The process wouldn’t be complete without an EHR platform capable of integrating mobile devices a process not that common in today’s healthcare climate. While companies like Validic and Qualcomm Life are working to facilitate mHealth connections to the medical record, EHR providers have been slow to enable those connections, usually because neither they nor providers want the medical record to be inundated with data that may be useless or unreliable.
That has opened the door to device developers and smaller, more nimble EHR platforms designed for the mHealth enabled provider.
“Drchrono has created an API to allow different types of data into the medical record,” says Daniel Kivatinos, the company’s co-founder and chief operations officer. “The medical record can now include visualized heart and lung sound but also include other device data, like blood pressure cuff and glucose meter recordings.”
“The goal of the partnership with Direct Urgent Care, Eko and drchrono is to create a mobile experience for patients and providers, building the practice of the future,” he adds. “Our vision is to bring the ‘Wearable Health Record,’ or ‘WHR’ into reality.”

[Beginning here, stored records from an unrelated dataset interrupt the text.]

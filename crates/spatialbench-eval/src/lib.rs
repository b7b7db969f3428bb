//! SpatialBench evaluation harness
//!
//! Runs spatial transcriptomics tasks against an autonomous analysis agent
//! and grades the structured answers it produces.
//!
//! # Features
//!
//! - **Dataset cache**: content-addressed, download-once staging of remote
//!   datasets shared across concurrent evaluations
//! - **Isolated workspaces**: one working directory per evaluation and run
//! - **Agent adapters**: pluggable agents behind a single async trait, with a
//!   subprocess adapter for command-line agents
//! - **Batch coordination**: bounded parallelism, one record per task, and an
//!   aggregated summary written atomically
//! - **Reports**: JSON, Markdown and terminal tables, plus cross-model
//!   comparison
//!
//! # Example
//!
//! ```rust,ignore
//! use spatialbench_eval::{CommandAgent, EvalRunner, HarnessConfig};
//!
//! let runner = EvalRunner::from_config(HarnessConfig::default())?;
//! let agent = CommandAgent::claude_code(Some("sonnet"));
//! let record = runner.run_file(Path::new("evals/qc/cell_count.json"), &agent).await?;
//! println!("passed: {:?}", record.passed);
//! ```

pub mod agent;
pub mod batch;
pub mod cache;
pub mod config;
pub mod error;
pub mod report;
pub mod runner;
pub mod summary;
pub mod tasks;
pub mod workspace;

// Re-exports for convenience
pub use agent::{AgentAdapter, AgentError, AgentOutcome, CommandAgent};
pub use batch::{BatchCoordinator, BatchProgress, EvalWorker, InProcessWorker, ProcessWorker};
pub use cache::{CacheError, CacheStore, DatasetFetcher, SchemeFetcher};
pub use config::HarnessConfig;
pub use error::{ErrorEntry, EvalError, HarnessResult};
pub use report::{ModelComparison, ReportFormat, generate_report};
pub use runner::{EvalResultRecord, EvalRunner, EvalState};
pub use summary::{BatchSummary, SummaryAggregator, SummaryMetadata};
pub use tasks::{DataNode, TaskLoader, TaskSpec};
pub use workspace::{Workspace, WorkspaceManager};

pub(crate) fn round1(value: f64) -> f64 {
    (value * 10.0).round() / 10.0
}

pub(crate) fn round2(value: f64) -> f64 {
    (value * 100.0).round() / 100.0
}
//! SpatialBench
//!
//! Benchmark harness for autonomous spatial-omics analysis agents. The
//! evaluation harness lives in [`eval`], the grading engine in [`graders`].

pub use spatialbench_eval as eval;
pub use spatialbench_graders as graders;
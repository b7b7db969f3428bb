//! Worker subcommand used by process-based batches
//!
//! Prints exactly one JSON result record on stdout, including when the
//! evaluation fails before a record could be produced, and exits 0.

use std::path::Path;
use std::time::Instant;

use anyhow::Result;
use spatialbench_eval::{EvalError, EvalResultRecord, EvalRunner, HarnessConfig};
use spatialbench_eval::tasks::load_task_file;

use super::{GlobalOptions, build_agent, harness_config};
use crate::args::AgentArgs;

pub async fn execute(
    global: &GlobalOptions,
    spec: &Path,
    run_id: &str,
    agent: &AgentArgs,
) -> Result<()> {
    let start = Instant::now();
    let record = match evaluate(global, spec, run_id, agent).await {
        Ok(record) => record,
        Err(e) => {
            let eval_id = spec
                .file_stem()
                .map(|s| s.to_string_lossy().to_string())
                .unwrap_or_else(|| spec.display().to_string());
            tracing::error!(eval_id = %eval_id, error = %e, "worker could not evaluate spec");
            let mut record =
                EvalResultRecord::from_error(eval_id, &e, start.elapsed().as_secs_f64());
            record.metadata.insert("run_id".into(), run_id.into());
            record
        }
    };

    println!("{}", serde_json::to_string(&record)?);
    Ok(())
}

async fn evaluate(
    global: &GlobalOptions,
    spec_path: &Path,
    run_id: &str,
    agent: &AgentArgs,
) -> Result<EvalResultRecord, EvalError> {
    let config: HarnessConfig = harness_config(global, agent)
        .map_err(|e| EvalError::Worker(format!("{:#}", e)))?
        .with_run_id(run_id);
    let adapter =
        build_agent(agent, &config).map_err(|e| EvalError::Worker(format!("{:#}", e)))?;

    let spec = load_task_file(spec_path)?;
    let start = Instant::now();
    let runner = EvalRunner::from_config(config)?;
    match runner.run(&spec, &adapter).await {
        Ok(record) => Ok(record),
        Err(e) => Ok(runner.error_record(&spec.id, &e, start.elapsed())),
    }
}
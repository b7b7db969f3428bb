//! Report generation for batch results
//!
//! Renders a batch summary as JSON, Markdown or a terminal table, and
//! compares summaries produced by different models.

mod compare;
mod markdown;

pub use compare::{COMPARISON_FILE, Disagreement, ModelComparison, ModelStats};
pub use markdown::MarkdownReporter;

use anyhow::Result;

use crate::runner::EvalResultRecord;
use crate::summary::BatchSummary;

/// Report format
#[derive(Debug, Clone, Copy, PartialEq, Eq)]
pub enum ReportFormat {
    Json,
    Markdown,
    Table,
}

impl std::str::FromStr for ReportFormat {
    type Err = String;

    fn from_str(s: &str) -> Result<Self, Self::Err> {
        match s.to_lowercase().as_str() {
            "json" => Ok(ReportFormat::Json),
            "markdown" | "md" => Ok(ReportFormat::Markdown),
            "table" => Ok(ReportFormat::Table),
            other => Err(format!("unknown report format '{}'", other)),
        }
    }
}

/// Generate a report in the specified format
pub fn generate_report(summary: &BatchSummary, format: ReportFormat) -> Result<String> {
    match format {
        ReportFormat::Json => Ok(serde_json::to_string_pretty(summary)?),
        ReportFormat::Markdown => MarkdownReporter::generate(summary),
        ReportFormat::Table => Ok(generate_table(summary)),
    }
}

/// Status label of a record
pub fn status_label(record: &EvalResultRecord) -> &'static str {
    match record.passed {
        Some(true) => "PASS",
        Some(false) => "FAIL",
        None if record.errors().is_empty() => "UNGRADED",
        None => "ERROR",
    }
}

/// Plain-text table for terminal output
fn generate_table(summary: &BatchSummary) -> String {
    let m = &summary.metadata;
    let mut output = String::new();

    output.push_str(&format!("\n{:=<80}\n", "= SpatialBench Results "));
    output.push_str(&format!(
        "Model: {} | Run: {}\n",
        m.model,
        m.run_id.as_deref().unwrap_or("-")
    ));
    output.push_str(&format!(
        "Timestamp: {}\n",
        m.timestamp.format("%Y-%m-%d %H:%M:%S UTC")
    ));
    output.push_str(&format!("{:=<80}\n\n", ""));

    output.push_str("SUMMARY\n");
    output.push_str(&format!("{:-<80}\n", ""));
    output.push_str(&format!(
        "Passed: {}/{} ({:.1}%)  Failed: {}  Errors: {}\n",
        m.passed, m.total_evals, m.pass_rate, m.failed, m.errors
    ));
    output.push_str(&format!(
        "Total Time: {:.1}s  Avg Time: {:.1}s\n",
        m.total_duration_s, m.avg_duration_s
    ));
    if let (Some(total), Some(avg)) = (m.total_cost, m.avg_cost_per_eval) {
        output.push_str(&format!("Cost: ${:.4} total, ${:.4} per eval\n", total, avg));
    }
    if let (Some(total), Some(avg)) = (m.total_steps, m.avg_steps_per_eval) {
        output.push_str(&format!("Steps: {} total, {:.1} per eval\n", total, avg));
    }
    output.push('\n');

    output.push_str("RESULTS\n");
    output.push_str(&format!("{:-<80}\n", ""));
    output.push_str(&format!(
        "{:<40} {:>10} {:>10}  {}\n",
        "Eval", "Status", "Time", "Error"
    ));
    output.push_str(&format!("{:-<80}\n", ""));

    for record in &summary.results {
        let eval_id = if record.eval_id.chars().count() > 38 {
            let head: String = record.eval_id.chars().take(35).collect();
            format!("{}...", head)
        } else {
            record.eval_id.clone()
        };
        let error = record
            .errors()
            .first()
            .map(|e| e.code.clone())
            .unwrap_or_default();
        output.push_str(&format!(
            "{:<40} {:>10} {:>9.1}s  {}\n",
            eval_id,
            status_label(record),
            record.duration_s().unwrap_or(0.0),
            error
        ));
    }

    output.push_str(&format!("{:=<80}\n", ""));
    output
}

#[cfg(test)]
mod tests {
    use super::*;
    use crate::error::ErrorEntry;
    use crate::summary::SummaryAggregator;

    pub(super) fn sample_summary() -> BatchSummary {
        let mut passed = EvalResultRecord::new("xenium_qc_cell_count");
        passed.passed = Some(true);
        passed.metadata.insert("duration_s".into(), 12.5.into());
        passed.metadata.insert("total_cost".into(), 0.3.into());

        let mut failed = EvalResultRecord::new("merfish_cell_typing");
        failed.passed = Some(false);

        let mut errored = EvalResultRecord::new("visium_de_markers");
        errored.push_error(ErrorEntry::new("data_staging", "403"));

        SummaryAggregator::new("anthropic/claude-sonnet-4")
            .with_run_id("20250101_120000")
            .aggregate(vec![passed, failed, errored])
    }

    #[test]
    fn test_format_parsing() {
        assert_eq!("md".parse::<ReportFormat>().unwrap(), ReportFormat::Markdown);
        assert_eq!("TABLE".parse::<ReportFormat>().unwrap(), ReportFormat::Table);
        assert!("html".parse::<ReportFormat>().is_err());
    }

    #[test]
    fn test_table_lists_every_record() {
        let table = generate_report(&sample_summary(), ReportFormat::Table).unwrap();
        assert!(table.contains("Passed: 1/3 (33.3%)"));
        assert!(table.contains("xenium_qc_cell_count"));
        assert!(table.contains("ERROR"));
        assert!(table.contains("data_staging"));
        assert!(table.contains("Cost: $0.3000 total"));
    }

    #[test]
    fn test_json_report_parses_back() {
        let summary = sample_summary();
        let json = generate_report(&summary, ReportFormat::Json).unwrap();
        let parsed: BatchSummary = serde_json::from_str(&json).unwrap();
        assert_eq!(parsed.results.len(), 3);
    }
}
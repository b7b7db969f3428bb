//! Task prompt composition

use serde::{Deserialize, Serialize};

const NODE_OPEN: &str = "<ContextualNodeData>";
const NODE_CLOSE: &str = "</ContextualNodeData>";

/// A staged dataset as described to the agent
#[derive(Debug, Clone, PartialEq, Eq, Serialize, Deserialize)]
pub struct ContextNode {
    #[serde(rename = "type")]
    pub node_type: String,
    pub path: String,
    pub local_path: String,
    pub id: String,
}

impl ContextNode {
    /// Describe `uri`, staged in the workspace as `local_path`
    pub fn file(uri: &str, local_path: &str) -> Self {
        Self {
            node_type: "File".to_string(),
            path: uri.to_string(),
            local_path: local_path.to_string(),
            id: node_id(uri),
        }
    }
}

/// Node id: the URI without the `latch:///` prefix and data file suffixes
pub fn node_id(uri: &str) -> String {
    uri.replace("latch:///", "")
        .replace(".csv", "")
        .replace(".h5ad", "")
}

/// Full prompt: task text, submission instructions, staged file list and
/// the machine-readable node block
pub fn compose_prompt(task: &str, answer_filename: &str, nodes: &[ContextNode]) -> String {
    let mut prompt = format!(
        "{task}\n\n\
IMPORTANT: When you have completed this task:\n\
1. Write your final answer as a JSON object to a file named `{answer}`\n\
2. The file should contain ONLY the JSON object with the required fields\n\
3. After writing the file, you have completed the task\n\n\
Example {answer}:\n\
{{\n  \"field1\": value1,\n  \"field2\": value2\n}}\n",
        task = task,
        answer = answer_filename,
    );

    if nodes.is_empty() {
        return prompt;
    }

    let files: Vec<String> = nodes
        .iter()
        .map(|node| format!("- {}", node.local_path))
        .collect();
    let node_json = serde_json::to_string(nodes).unwrap_or_else(|_| "[]".to_string());

    prompt.push_str("\n\nHere is the context of the selected nodes the user would like to use: ");
    prompt.push_str(&format!(
        "\n\nThe following data files are available in your current working directory:\n{}\n\nUse these local filenames to access the data.\n",
        files.join("\n")
    ));
    prompt.push_str(NODE_OPEN);
    prompt.push_str(&node_json);
    prompt.push_str(NODE_CLOSE);
    prompt
}

/// Nodes embedded in a composed prompt, if any
pub fn parse_context_nodes(prompt: &str) -> Option<Vec<ContextNode>> {
    let start = prompt.find(NODE_OPEN)? + NODE_OPEN.len();
    let end = prompt[start..].find(NODE_CLOSE)? + start;
    serde_json::from_str(&prompt[start..end]).ok()
}

#[cfg(test)]
mod tests {
    use super::*;

    #[test]
    fn test_node_id() {
        assert_eq!(node_id("latch:///spatialbench/xenium/cells.h5ad"), "spatialbench/xenium/cells");
        assert_eq!(node_id("latch:///meta.csv"), "meta");
    }

    #[test]
    fn test_prompt_without_data() {
        let prompt = compose_prompt("Count the cells.", "eval_answer.json", &[]);
        assert!(prompt.starts_with("Count the cells.\n\nIMPORTANT:"));
        assert!(prompt.contains("named `eval_answer.json`"));
        assert!(!prompt.contains(NODE_OPEN));
    }

    #[test]
    fn test_prompt_lists_files_before_node_block() {
        let nodes = vec![
            ContextNode::file("latch:///a/cells.h5ad", "cells.h5ad"),
            ContextNode::file("latch:///a/meta.csv", "meta.csv"),
        ];
        let prompt = compose_prompt("Task", "eval_answer.json", &nodes);

        let listing = prompt.find("- cells.h5ad\n- meta.csv").unwrap();
        let block = prompt.find(NODE_OPEN).unwrap();
        assert!(listing < block);
        assert!(prompt.ends_with(NODE_CLOSE));

        let parsed = parse_context_nodes(&prompt).unwrap();
        assert_eq!(parsed, nodes);
        assert_eq!(parsed[0].id, "a/cells");
    }
}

Djavaherian, who’s been using the drchrono EHR since 2012 and the Eko Core for roughly two months, is interested in connecting other devices to the patient record. He sees mHealth as an opportunity to expand the “snapshot of a patient’s health” that a doctor gets in an office visit.
“You’re missing out on the majority of the data that you want to have in the patient’s record,” he says. “You don’t want to have to string together a bunch of snapshots you’d much rather have a whole movie.”